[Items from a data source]
━━━

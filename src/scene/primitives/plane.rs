use nalgebra::{Rotation3, Unit};

use crate::{
    geometry::{
        EPSILON, FloatType, Ray, TexturePoint, WorldBox, WorldPoint, WorldVector, any_perpendicular,
    },
    scene::{Object, ShapeHit, in_range},
};

use super::disk_support;

/// Half size of the box used to bound infinite planes.
pub const PLANE_EXTENT: FloatType = 1e6;

/// Infinite plane through `point`.
#[derive(Clone, Debug, PartialEq)]
pub struct Plane {
    pub point: WorldPoint,
    pub normal: Unit<WorldVector>,
}

impl Plane {
    pub fn new(point: WorldPoint, normal: Unit<WorldVector>) -> Self {
        Plane { point, normal }
    }

    /// Signed distance of a point above the plane.
    pub fn signed_distance(&self, point: &WorldPoint) -> FloatType {
        (point - self.point).dot(self.normal.as_ref())
    }
}

impl Object for Plane {
    fn intersect(&self, ray: &Ray, t_min: FloatType, t_max: FloatType) -> Option<ShapeHit> {
        let denom = ray.direction.dot(self.normal.as_ref());
        if denom.abs() < EPSILON {
            return None;
        }
        let t = (self.point - ray.origin).dot(self.normal.as_ref()) / denom;
        if !in_range(t, t_min, t_max) {
            return None;
        }

        let point = ray.point_at(t);
        let tangent = any_perpendicular(&self.normal);
        let bitangent = self.normal.cross(&tangent);
        let offset = point - self.point;
        Some(
            ShapeHit::new(t, point, self.normal.into_inner()).with_texture_coordinates(
                TexturePoint::new(offset.dot(&tangent), offset.dot(&bitangent)),
            ),
        )
    }

    /// Planes are bounded by a huge box, thin along axis aligned normals.
    fn get_bounding_box(&self) -> WorldBox {
        let half_extents = self.normal.map(|n| {
            if (1.0 - n.abs()) < EPSILON {
                EPSILON
            } else {
                PLANE_EXTENT
            }
        });
        WorldBox::from_center(self.point, half_extents)
    }

    fn translate(&mut self, delta: &WorldVector) {
        self.point += delta;
    }

    fn rotate(&mut self, rotation: &Rotation3<FloatType>) {
        self.normal = rotation * self.normal;
    }

    fn center(&self) -> WorldPoint {
        self.point
    }

    fn support(&self, direction: &WorldVector) -> WorldPoint {
        disk_support(&self.point, &self.normal, PLANE_EXTENT, direction)
    }
}

#[cfg(test)]
mod tests {
    use super::*;
    use assert2::{assert, let_assert};

    fn floor() -> Plane {
        Plane::new(WorldPoint::new(0.0, -1.0, 0.0), WorldVector::y_axis())
    }

    #[test]
    fn hit_from_above() {
        let ray = Ray::new([3.0, 4.0, -2.0].into(), -WorldVector::y());
        let_assert!(Some(h) = floor().intersect(&ray, 0.0, f32::INFINITY));
        assert!((h.t - 5.0).abs() < 1e-5);
        assert!(h.normal == WorldVector::y());
    }

    #[test]
    fn parallel_ray_misses() {
        let ray = Ray::new([0.0, 4.0, 0.0].into(), WorldVector::x());
        assert!(floor().intersect(&ray, 0.0, f32::INFINITY).is_none());
    }

    #[test]
    fn behind_origin_misses() {
        let ray = Ray::new([0.0, 4.0, 0.0].into(), WorldVector::y());
        assert!(floor().intersect(&ray, 0.0, f32::INFINITY).is_none());
    }

    #[test]
    fn bounding_box_is_thin_along_normal() {
        let b = floor().get_bounding_box();
        assert!(b.size().y < 1e-3);
        assert!(b.size().x > 1e5);
    }

    #[test]
    fn signed_distance() {
        assert!(floor().signed_distance(&WorldPoint::new(7.0, 1.0, 3.0)) == 2.0);
    }
}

━━━

* _AIM OF THE TASK_
Within the entries above, find the string "floor" and return each line that holds it.

* _EXERCISE SOLUTION_
    fn floor() -> Plane {
        let_assert!(Some(h) = floor().intersect(&ray, 0.0, f32::INFINITY));
        assert!(floor().intersect(&ray, 0.0, f32::INFINITY).is_none());
        assert!(floor().intersect(&ray, 0.0, f32::INFINITY).is_none());
        let b = floor().get_bounding_box();
        assert!(floor().signed_distance(&WorldPoint::new(7.0, 1.0, 3.0)) == 2.0);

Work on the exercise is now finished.